[Dataset items]
- - - - -

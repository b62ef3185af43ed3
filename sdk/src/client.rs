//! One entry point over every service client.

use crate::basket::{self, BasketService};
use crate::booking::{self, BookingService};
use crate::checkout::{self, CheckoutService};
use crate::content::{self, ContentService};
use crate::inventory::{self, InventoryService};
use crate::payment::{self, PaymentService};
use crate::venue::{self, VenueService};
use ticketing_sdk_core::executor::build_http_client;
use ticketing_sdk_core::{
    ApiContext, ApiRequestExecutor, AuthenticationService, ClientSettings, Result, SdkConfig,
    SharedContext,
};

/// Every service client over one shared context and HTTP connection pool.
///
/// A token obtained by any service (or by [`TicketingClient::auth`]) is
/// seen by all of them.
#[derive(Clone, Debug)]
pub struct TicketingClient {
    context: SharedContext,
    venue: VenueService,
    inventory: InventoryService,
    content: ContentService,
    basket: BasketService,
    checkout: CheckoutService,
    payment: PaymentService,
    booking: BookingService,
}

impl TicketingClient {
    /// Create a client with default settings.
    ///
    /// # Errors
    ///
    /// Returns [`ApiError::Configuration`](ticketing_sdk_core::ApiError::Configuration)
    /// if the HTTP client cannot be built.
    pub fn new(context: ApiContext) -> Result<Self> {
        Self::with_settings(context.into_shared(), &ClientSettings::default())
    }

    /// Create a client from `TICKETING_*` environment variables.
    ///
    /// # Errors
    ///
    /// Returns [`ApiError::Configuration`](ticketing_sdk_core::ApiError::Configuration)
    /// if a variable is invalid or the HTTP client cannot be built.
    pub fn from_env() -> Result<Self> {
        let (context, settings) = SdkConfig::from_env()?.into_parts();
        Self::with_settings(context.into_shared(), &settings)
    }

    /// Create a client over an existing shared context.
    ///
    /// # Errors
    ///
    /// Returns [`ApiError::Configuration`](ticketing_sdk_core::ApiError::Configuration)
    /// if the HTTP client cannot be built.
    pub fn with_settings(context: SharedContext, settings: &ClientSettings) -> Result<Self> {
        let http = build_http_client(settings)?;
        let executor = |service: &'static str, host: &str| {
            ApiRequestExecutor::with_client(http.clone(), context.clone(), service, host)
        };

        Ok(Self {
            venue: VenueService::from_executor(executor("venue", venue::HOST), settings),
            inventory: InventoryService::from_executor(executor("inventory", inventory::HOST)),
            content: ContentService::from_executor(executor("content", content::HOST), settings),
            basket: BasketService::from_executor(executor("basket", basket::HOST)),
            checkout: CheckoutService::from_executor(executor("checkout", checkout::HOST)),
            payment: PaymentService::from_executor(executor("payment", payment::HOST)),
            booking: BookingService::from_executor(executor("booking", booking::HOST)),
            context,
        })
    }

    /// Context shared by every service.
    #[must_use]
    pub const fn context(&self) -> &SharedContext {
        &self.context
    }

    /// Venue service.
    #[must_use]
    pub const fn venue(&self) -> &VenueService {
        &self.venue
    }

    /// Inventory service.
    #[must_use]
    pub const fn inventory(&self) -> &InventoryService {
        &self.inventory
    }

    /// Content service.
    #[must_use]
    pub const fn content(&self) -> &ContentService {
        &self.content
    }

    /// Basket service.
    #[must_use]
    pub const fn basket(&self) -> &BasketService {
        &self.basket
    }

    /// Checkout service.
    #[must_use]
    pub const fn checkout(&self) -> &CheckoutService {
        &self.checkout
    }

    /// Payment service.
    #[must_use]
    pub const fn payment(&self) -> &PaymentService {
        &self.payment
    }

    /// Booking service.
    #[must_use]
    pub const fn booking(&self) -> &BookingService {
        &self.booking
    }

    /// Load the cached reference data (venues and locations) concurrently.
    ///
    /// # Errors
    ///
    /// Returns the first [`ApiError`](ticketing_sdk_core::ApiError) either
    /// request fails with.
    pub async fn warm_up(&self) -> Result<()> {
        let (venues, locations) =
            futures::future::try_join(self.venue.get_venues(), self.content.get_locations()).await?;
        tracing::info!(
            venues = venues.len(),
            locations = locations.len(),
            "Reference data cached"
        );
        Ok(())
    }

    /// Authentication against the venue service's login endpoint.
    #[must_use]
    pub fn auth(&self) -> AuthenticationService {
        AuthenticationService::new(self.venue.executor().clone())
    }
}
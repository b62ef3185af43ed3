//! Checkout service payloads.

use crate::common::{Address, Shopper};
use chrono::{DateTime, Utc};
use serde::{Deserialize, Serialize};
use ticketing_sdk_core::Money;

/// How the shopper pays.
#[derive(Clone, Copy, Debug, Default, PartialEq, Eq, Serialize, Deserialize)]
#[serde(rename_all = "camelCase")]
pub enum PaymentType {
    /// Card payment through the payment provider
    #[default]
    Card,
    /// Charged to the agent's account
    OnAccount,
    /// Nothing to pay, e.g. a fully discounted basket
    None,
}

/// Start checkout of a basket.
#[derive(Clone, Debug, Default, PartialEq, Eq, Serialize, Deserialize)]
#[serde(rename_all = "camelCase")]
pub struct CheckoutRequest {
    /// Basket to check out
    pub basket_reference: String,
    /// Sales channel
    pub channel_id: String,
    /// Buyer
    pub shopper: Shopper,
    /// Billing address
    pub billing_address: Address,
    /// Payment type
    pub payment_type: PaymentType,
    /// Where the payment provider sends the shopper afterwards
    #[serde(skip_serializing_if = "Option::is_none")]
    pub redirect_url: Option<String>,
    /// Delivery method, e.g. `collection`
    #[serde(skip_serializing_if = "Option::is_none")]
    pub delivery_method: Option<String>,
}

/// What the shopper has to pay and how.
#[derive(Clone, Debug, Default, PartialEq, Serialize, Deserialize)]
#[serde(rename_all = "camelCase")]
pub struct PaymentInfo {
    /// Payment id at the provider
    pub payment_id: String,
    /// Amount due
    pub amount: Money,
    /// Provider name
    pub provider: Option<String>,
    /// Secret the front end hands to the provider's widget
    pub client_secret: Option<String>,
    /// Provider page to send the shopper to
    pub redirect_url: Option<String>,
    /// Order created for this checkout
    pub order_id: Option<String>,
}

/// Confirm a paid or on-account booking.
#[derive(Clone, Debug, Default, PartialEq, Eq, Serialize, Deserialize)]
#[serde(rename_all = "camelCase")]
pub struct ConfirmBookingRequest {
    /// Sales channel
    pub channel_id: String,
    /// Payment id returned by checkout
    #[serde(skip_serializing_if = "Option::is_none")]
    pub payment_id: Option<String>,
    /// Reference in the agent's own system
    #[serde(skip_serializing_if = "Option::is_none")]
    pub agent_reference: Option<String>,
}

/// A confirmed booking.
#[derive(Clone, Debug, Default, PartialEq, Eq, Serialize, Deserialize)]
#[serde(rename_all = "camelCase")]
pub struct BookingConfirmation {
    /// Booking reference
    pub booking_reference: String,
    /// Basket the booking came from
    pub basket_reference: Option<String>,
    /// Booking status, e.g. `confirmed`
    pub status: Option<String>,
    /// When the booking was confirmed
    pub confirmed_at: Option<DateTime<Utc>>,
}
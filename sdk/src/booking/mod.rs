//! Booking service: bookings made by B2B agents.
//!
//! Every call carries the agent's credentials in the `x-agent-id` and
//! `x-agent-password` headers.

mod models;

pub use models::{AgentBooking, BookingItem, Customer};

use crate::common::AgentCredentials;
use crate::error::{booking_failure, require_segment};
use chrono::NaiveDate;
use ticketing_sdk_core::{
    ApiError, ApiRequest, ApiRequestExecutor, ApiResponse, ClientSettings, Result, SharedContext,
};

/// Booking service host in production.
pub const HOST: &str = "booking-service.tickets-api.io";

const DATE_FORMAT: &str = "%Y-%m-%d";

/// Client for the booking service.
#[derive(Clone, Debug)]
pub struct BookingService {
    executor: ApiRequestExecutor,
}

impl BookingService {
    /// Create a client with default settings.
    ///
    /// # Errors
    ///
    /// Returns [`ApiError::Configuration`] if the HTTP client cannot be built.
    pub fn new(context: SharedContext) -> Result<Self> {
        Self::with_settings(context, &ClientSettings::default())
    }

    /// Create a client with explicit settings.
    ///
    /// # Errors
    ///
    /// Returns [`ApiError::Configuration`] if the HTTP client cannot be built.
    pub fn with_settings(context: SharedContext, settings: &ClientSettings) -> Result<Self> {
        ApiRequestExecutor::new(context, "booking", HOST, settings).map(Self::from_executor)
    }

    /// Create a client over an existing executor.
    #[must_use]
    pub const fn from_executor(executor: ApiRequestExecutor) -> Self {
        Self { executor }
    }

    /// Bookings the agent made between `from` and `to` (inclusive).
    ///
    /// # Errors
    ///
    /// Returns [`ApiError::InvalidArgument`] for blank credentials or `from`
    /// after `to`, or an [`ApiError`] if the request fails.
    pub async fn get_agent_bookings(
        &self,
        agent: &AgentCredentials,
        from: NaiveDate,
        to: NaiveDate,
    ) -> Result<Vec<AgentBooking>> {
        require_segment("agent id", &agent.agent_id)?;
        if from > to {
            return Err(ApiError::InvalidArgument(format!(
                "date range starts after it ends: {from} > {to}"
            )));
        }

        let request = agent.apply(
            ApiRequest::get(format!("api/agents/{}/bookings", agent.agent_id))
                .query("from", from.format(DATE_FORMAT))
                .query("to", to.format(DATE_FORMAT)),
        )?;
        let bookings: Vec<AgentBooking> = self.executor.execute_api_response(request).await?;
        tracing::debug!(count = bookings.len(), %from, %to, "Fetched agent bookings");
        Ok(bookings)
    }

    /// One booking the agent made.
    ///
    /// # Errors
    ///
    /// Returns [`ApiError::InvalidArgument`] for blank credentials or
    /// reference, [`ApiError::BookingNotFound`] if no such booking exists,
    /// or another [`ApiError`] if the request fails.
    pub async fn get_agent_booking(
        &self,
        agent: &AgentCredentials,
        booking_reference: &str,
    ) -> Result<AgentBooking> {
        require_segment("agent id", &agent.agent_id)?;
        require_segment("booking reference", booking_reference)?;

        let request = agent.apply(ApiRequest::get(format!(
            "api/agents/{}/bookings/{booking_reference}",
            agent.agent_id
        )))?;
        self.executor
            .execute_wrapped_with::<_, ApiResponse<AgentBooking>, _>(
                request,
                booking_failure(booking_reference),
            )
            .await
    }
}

- - - - -

▶ _Directions for this task_:
Nothing beyond the line that contains "use ticketing_sdk_core::executor::build_http_client;" belongs in the answer; reproduce the entries exactly from their first line through it.

▶ _Expected answer_:
repository b62ef3185af43ed3
filename sdk/src/client.rs
//! One entry point over every service client.

use crate::basket::{self, BasketService};
use crate::booking::{self, BookingService};
use crate::checkout::{self, CheckoutService};
use crate::content::{self, ContentService};
use crate::inventory::{self, InventoryService};
use crate::payment::{self, PaymentService};
use crate::venue::{self, VenueService};
use ticketing_sdk_core::executor::build_http_client;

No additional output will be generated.